CONTAINING A MASS KILLER

War against malaria needs new tactics - WHO

Global malaria infection and death rates have remained virtually unchanged since 2015

In Summary

• Freeing world of malaria would be one of the greatest achievements in public health

• Kenya is yet to start trials while Malawi and Ghana rolled out the test in April, 2019

WHO director General Tedros Adhanom at a press conference outside Afya House, Nairobi
MAJOR CONCERN: WHO director General Tedros Adhanom at a press conference outside Afya House, Nairobi
Image: FILE

Health experts have called for new ways to prevent, treat and eradicate malaria.

The World Health Organisation says most of the methods used to tackle malaria today such as insecticide-treated mosquito nets, indoor residual spraying and rapid diagnostic tests were developed in the last century.

The call comes amid reports that four people died and more than 100 others were admitted after a malaria outbreak in Baringo county.

The patients from Tirioko ward in Tiaty east subcounty had complained of vomiting, headache and fever.

Malaria is still a major public health and socio-economic problem in Kenya with three quarters of the estimated population of more than 40 million at risk of the disease.

The country had about 7.96 million cases of malaria infection in 2017, according to the WHO.

It is the major cause of hospital attendance, contributing to an estimated 30 per cent of admissions in the lake region.

“Freeing the world of malaria would be one of the greatest achievements in public health,” WHO director general Tedros Adhanom Ghebreyesus says.

According to WHO, 266,000 children in Africa die of malaria and in every two minutes an infant losses life to the disease.

“With new tools and approaches we can make this vision a reality,” Ghebreyesus said.

 
 

WHO has also called on governments to invest in universal coverage to improve access to services, and better surveillance to guide a more targeted malaria response.

According to WHO, access to health services in many countries remains a major challenge.

The global health agency notes that only one in five pregnant women living in areas of moderate to high malaria transmission in Africa is able to obtain the drugs she needs to protect herself from malaria.
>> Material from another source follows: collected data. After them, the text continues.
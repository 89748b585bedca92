//! Provider registry: process-wide provider/model state.
//!
//! Explicitly constructed and passed by `Arc` — no ambient global — so tests
//! can instantiate isolated registries. All mutation goes through the write
//! lock; readers get cloned snapshots and never observe a half-applied
//! update.

use chrono::Utc;
use std::sync::RwLock;
use thiserror::Error;
use tracing::{info, warn};
use tutormesh_domain::{HealthStatus, ModelConfig, ProviderConfig, ProviderError};

/// Errors raised when constructing or reloading a registry
#[derive(Error, Debug)]
pub enum RegistryError {
    #[error("Duplicate provider name: {0}")]
    DuplicateProvider(String),

    #[error("More than one provider marked default: {0} and {1}")]
    MultipleDefaultProviders(String, String),

    #[error("Model {model} references unknown provider {provider}")]
    UnknownProviderForModel { model: String, provider: String },

    #[error("More than one default model for provider {0}")]
    MultipleDefaultModels(String),
}

struct Inner {
    providers: Vec<ProviderConfig>,
    models: Vec<ModelConfig>,
}

/// Registry of provider and model configurations.
pub struct ProviderRegistry {
    inner: RwLock<Inner>,
}

impl ProviderRegistry {
    /// Build a registry, validating the invariants: unique provider names,
    /// at most one default provider, at most one default model per provider,
    /// every model attached to a known provider.
    pub fn new(
        providers: Vec<ProviderConfig>,
        models: Vec<ModelConfig>,
    ) -> Result<Self, RegistryError> {
        Self::validate(&providers, &models)?;
        Ok(Self {
            inner: RwLock::new(Inner { providers, models }),
        })
    }

    /// Atomically replace the whole configuration. Health state and usage
    /// counters start fresh; a reload is a config event, not a merge.
    pub fn reload(
        &self,
        providers: Vec<ProviderConfig>,
        models: Vec<ModelConfig>,
    ) -> Result<(), RegistryError> {
        Self::validate(&providers, &models)?;
        let mut inner = self.inner.write().unwrap();
        inner.providers = providers;
        inner.models = models;
        info!("provider registry reloaded");
        Ok(())
    }

    fn validate(
        providers: &[ProviderConfig],
        models: &[ModelConfig],
    ) -> Result<(), RegistryError> {
        let mut default: Option<&str> = None;
        for (i, provider) in providers.iter().enumerate() {
            if providers[..i].iter().any(|p| p.name == provider.name) {
                return Err(RegistryError::DuplicateProvider(provider.name.clone()));
            }
            if provider.is_default {
                if let Some(existing) = default {
                    return Err(RegistryError::MultipleDefaultProviders(
                        existing.to_string(),
                        provider.name.clone(),
                    ));
                }
                default = Some(&provider.name);
            }
        }
        for provider in providers {
            let defaults = models
                .iter()
                .filter(|m| m.provider == provider.name && m.is_default)
                .count();
            if defaults > 1 {
                return Err(RegistryError::MultipleDefaultModels(provider.name.clone()));
            }
        }
        for model in models {
            if !providers.iter().any(|p| p.name == model.provider) {
                return Err(RegistryError::UnknownProviderForModel {
                    model: model.id.clone(),
                    provider: model.provider.clone(),
                });
            }
        }
        Ok(())
    }

    /// Resolve a (provider, model) pair for one request.
    ///
    /// A named provider is honored even when unhealthy; only the implicit
    /// default-resolution path skips unhealthy providers. With no name,
    /// the highest-priority enabled, usable provider wins, defaults first.
    pub fn resolve(
        &self,
        provider: Option<&str>,
        model: Option<&str>,
    ) -> Result<(ProviderConfig, ModelConfig), ProviderError> {
        let inner = self.inner.read().unwrap();

        let provider_config = match provider {
            Some(name) => {
                let found = inner
                    .providers
                    .iter()
                    .find(|p| p.name == name)
                    .ok_or_else(|| ProviderError::ProviderNotFound(name.to_string()))?;
                if !found.enabled {
                    return Err(ProviderError::ProviderDisabled(name.to_string()));
                }
                found.clone()
            }
            None => {
                let mut candidates: Vec<&ProviderConfig> = inner
                    .providers
                    .iter()
                    .filter(|p| p.enabled && p.health.status.is_usable())
                    .collect();
                candidates.sort_by(|a, b| {
                    b.is_default
                        .cmp(&a.is_default)
                        .then(a.priority.cmp(&b.priority))
                        .then(a.name.cmp(&b.name))
                });
                candidates
                    .first()
                    .ok_or_else(|| {
                        ProviderError::ProviderNotFound("no enabled provider".to_string())
                    })?
                    .to_owned()
                    .clone()
            }
        };

        let provider_models: Vec<&ModelConfig> = inner
            .models
            .iter()
            .filter(|m| m.provider == provider_config.name)
            .collect();
        let model_config = match model {
            Some(id) => provider_models
                .iter()
                .find(|m| m.id == id)
                .ok_or_else(|| ProviderError::ModelNotFound(id.to_string()))?
                .to_owned()
                .clone(),
            None => provider_models
                .iter()
                .find(|m| m.is_default)
                .or_else(|| provider_models.first())
                .ok_or_else(|| {
                    ProviderError::ModelNotFound(format!(
                        "provider {} has no models",
                        provider_config.name
                    ))
                })?
                .to_owned()
                .clone(),
        };

        Ok((provider_config, model_config))
    }

    /// Enable or disable a provider.
    pub fn set_enabled(&self, name: &str, enabled: bool) -> Result<(), ProviderError> {
        let mut inner = self.inner.write().unwrap();
        let provider = inner
            .providers
            .iter_mut()
            .find(|p| p.name == name)
            .ok_or_else(|| ProviderError::ProviderNotFound(name.to_string()))?;
        provider.enabled = enabled;
        Ok(())
    }

    /// Move the default flag to `name`. The single-default invariant holds
    /// at every point a reader can observe: both flags flip under one write
    /// lock.
    pub fn set_default(&self, name: &str) -> Result<(), ProviderError> {
        let mut inner = self.inner.write().unwrap();
        if !inner.providers.iter().any(|p| p.name == name) {
            return Err(ProviderError::ProviderNotFound(name.to_string()));
        }
        for provider in inner.providers.iter_mut() {
            provider.is_default = provider.name == name;
        }
        Ok(())
    }

    /// Record a successful call: health restored, usage folded in.
    pub fn record_success(
        &self,
        provider: &str,
        model: &str,
        prompt_tokens: u64,
        completion_tokens: u64,
        latency_ms: u64,
    ) {
        let mut inner = self.inner.write().unwrap();
        if let Some(p) = inner.providers.iter_mut().find(|p| p.name == provider) {
            p.health.record_success(Utc::now());
            p.usage.record(prompt_tokens, completion_tokens, latency_ms);
        }
        if let Some(m) = inner
            .models
            .iter_mut()
            .find(|m| m.provider == provider && m.id == model)
        {
            m.usage.record(prompt_tokens, completion_tokens, latency_ms);
        }
    }

    /// Record a health-affecting terminal failure; logs the transition when
    /// the consecutive-failure threshold is crossed.
    pub fn record_failure(&self, provider: &str, error: &ProviderError) {
        if !error.affects_health() {
            return;
        }
        let mut inner = self.inner.write().unwrap();
        if let Some(p) = inner.providers.iter_mut().find(|p| p.name == provider) {
            let threshold = p.limits.unhealthy_threshold;
            if p.health.record_failure(error.to_string(), threshold) {
                warn!(provider, failures = p.health.consecutive_failures, "provider marked unhealthy");
            }
        }
    }

    /// Mark a health probe as started.
    pub fn begin_health_check(&self, provider: &str) {
        let mut inner = self.inner.write().unwrap();
        if let Some(p) = inner.providers.iter_mut().find(|p| p.name == provider) {
            p.health.begin_check(Utc::now());
        }
    }

    /// Apply a probe result.
    pub fn apply_probe(&self, provider: &str, result: Result<(), String>) {
        let mut inner = self.inner.write().unwrap();
        if let Some(p) = inner.providers.iter_mut().find(|p| p.name == provider) {
            match result {
                Ok(()) => {
                    let was = p.health.status;
                    p.health.record_success(Utc::now());
                    if was == HealthStatus::Unhealthy {
                        info!(provider, "provider recovered");
                    }
                }
                Err(error) => {
                    // A failed probe flips health directly; retries are a
                    // request-path concern.
                    p.health.record_failure(error, 1);
                    p.health.last_check = Some(Utc::now());
                }
            }
        }
    }

    /// Cloned snapshot of all providers, for display and telemetry.
    pub fn providers(&self) -> Vec<ProviderConfig> {
        self.inner.read().unwrap().providers.clone()
    }

    /// Cloned snapshot of all models.
    pub fn models(&self) -> Vec<ModelConfig> {
        self.inner.read().unwrap().models.clone()
    }
}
Half the people at risk of malaria in Africa sleep under an insecticide-treated net and just three per cent are protected by indoor spraying with insecticides.

The agency says the global malaria infection and death rates have remained virtually unchanged since 2015.

“Business as usual is not only slowing progress, but it is sending us backwards,” Marcel Tanner says.

Tanner is the chair at WHO Strategic Advisory Group on Malaria Eradication (SAGme).

Kenya was to launch the pilot test for a malaria vaccine on August 14 but the exercise was postponed by the Health Ministry.

In a communication, Head of Vaccines Collins Tabu said the launch collided with the health summit that had been scheduled for August 14 and 15.

The case study which was selected for three sub-Saharan countries: Kenya, Malawi and Ghana was aimed at vaccinating 360,000 children per year.

However, Kenya is yet to start the trials while Malawi and Ghana rolled out the test in April.

The malaria vaccine immunisation exercise which targets children aged six, seven, nine and 24 months was scheduled to take place in Kakamega, Vihiga, Bungoma, Busia, Kisii, Migori, Homabay, Siaya and Kisumu counties.

The vaccine is the first to show promise in reducing mortality and morbidity of malaria and will complement existing interventions.

Mosquirix, the brand name for the vaccine, triggers the immune system to defend itself against the first stages of the disease shortly after a malaria parasite enters the bloodstream through a mosquito bite.

The pilot is supposed to run from 2019 to 2021.